STING Activation and its Application in Immuno-Oncology

• Published in: Current topics in medicinal chemistry Vol. 19; no. 24; p. 2205
• Main Authors: Lian, Yiqian, Duffy, Kevin J, Yang, Jingsong
• Format: Journal Article
• Language: English
• Published: United Arab Emirates 01.01.2019
• Subjects: Humans; Immunity, Innate; Immunotherapy; Membrane Proteins - agonists; Membrane Proteins - metabolism; Neoplasms - immunology; Neoplasms - therapy; Intratumoral; Agonist; Immune response; cGAMP; Antitumor; Cytokine; cGAS; STING; Interferon; CDN
• ISSN: 1873-4294
• DOI: 10.2174/1568026619666191010155903

Recent regulatory approval of several immune checkpoint inhibitors has ushered in a new era of cancer immunotherapies with the promise of achieving a durable response. This represents a paradigm shift in cancer treatment from directly targeting tumor cells to harnessing the power of a patient's own immune system to destroy them. The cGAS-STING pathway is the major cytosolic dsDNA sensing pathway that plays a pivotal role in the innate antitumor immune response. With a fundamentally different mode of action (MOA) than immune checkpoint modulators, STING activation can potentially enhance tumor immunogenicity and improve patient responses as a single agent or by synergizing with existing anti-cancer drugs.
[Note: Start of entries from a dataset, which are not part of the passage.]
//! Terminal setup and the event loop.

use crate::app::App;
use crate::input::command_for;
use crate::ui;
use anyhow::Result;
use crossterm::{
    event::{self, Event, KeyEventKind},
    execute,
    terminal::{disable_raw_mode, enable_raw_mode, EnterAlternateScreen, LeaveAlternateScreen},
};
use ratatui::{backend::CrosstermBackend, Terminal};
use std::io::{self, Stdout};
use std::time::Duration;
use tracing::{error, info, instrument, warn};

/// Takes over the terminal, runs the game until the user quits, and restores it.
pub fn run(app: &mut App, tick_rate: Duration) -> Result<()> {
    info!("Starting rewind TUI");

    let mut terminal = init_terminal()?;
    let res = event_loop(&mut terminal, app, tick_rate);
    let restored = restore_terminal(&mut terminal);

    if let Err(err) = &res {
        error!(error = ?err, "Event loop error");
    }
    res?;
    Ok(restored?)
}

/// Enables raw mode and the alternate screen.
///
/// If any step after raw mode fails, the terminal is put back before the
/// error is returned.
fn init_terminal() -> io::Result<Terminal<CrosstermBackend<Stdout>>> {
    enable_raw_mode()?;
    setup_or_rollback(
        || {
            let mut stdout = io::stdout();
            execute!(stdout, EnterAlternateScreen)?;
            Terminal::new(CrosstermBackend::new(stdout))
        },
        || {
            let mut stdout = io::stdout();
            let _ = execute!(stdout, LeaveAlternateScreen);
            let _ = disable_raw_mode();
        },
    )
}

/// Runs `setup`, calling `rollback` once if it fails.
fn setup_or_rollback<T>(
    setup: impl FnOnce() -> io::Result<T>,
    rollback: impl FnOnce(),
) -> io::Result<T> {
    setup().inspect_err(|err| {
        warn!(error = %err, "Terminal setup failed, restoring");
        rollback();
    })
}

/// Leaves the alternate screen and raw mode, attempting every step.
fn restore_terminal(terminal: &mut Terminal<CrosstermBackend<Stdout>>) -> io::Result<()> {
    let raw = disable_raw_mode();
    let screen = execute!(terminal.backend_mut(), LeaveAlternateScreen);
    let cursor = terminal.show_cursor();
    raw.and(screen).and(cursor)
}

/// Redraws when the app is stale and feeds key presses to it.
#[instrument(skip_all, fields(tick_ms = tick_rate.as_millis() as u64))]
fn event_loop(
    terminal: &mut Terminal<CrosstermBackend<Stdout>>,
    app: &mut App,
    tick_rate: Duration,
) -> Result<()> {
    while !app.should_quit() {
        if app.take_redraw() {
            terminal.draw(|f| ui::draw(f, app))?;
        }

        if !event::poll(tick_rate)? {
            continue;
        }
        match event::read()? {
            Event::Key(key) if key.kind == KeyEventKind::Press => {
                if let Some(command) = command_for(key.code, app.focus()) {
                    app.handle_command(command);
                }
            }
            Event::Resize(_, _) => app.request_redraw(),
            _ => {}
        }
    }

    info!("Event loop finished");
    Ok(())
}

#[cfg(test)]
mod tests {
    use super::*;
    use std::cell::Cell;

    #[test]
    fn test_failed_setup_rolls_back() {
        let rolled_back = Cell::new(0);
        let res: io::Result<()> = setup_or_rollback(
            || Err(io::Error::other("no tty")),
            || rolled_back.set(rolled_back.get() + 1),
        );
        assert!(res.is_err());
        assert_eq!(rolled_back.get(), 1);
    }

    #[test]
    fn test_successful_setup_keeps_terminal() {
        let rolled_back = Cell::new(false);
        let res = setup_or_rollback(|| Ok(7), || rolled_back.set(true));
        assert_eq!(res.expect("setup succeeds"), 7);
        assert!(!rolled_back.get());
    }
}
Therefore, there has been intense interest from the pharmaceutical industry and academic institutions in the search for potent STING agonists as immunotherapies in oncology. In this article, we review briefly the cGAS-STING pathway and STING agonists that are in the clinical and preclinical studies, summarize recently disclosed patent applications and published journal articles in the field and cover both cyclic dinucleotide (CDN) analogs and non-nucleic acid derived STING agonists.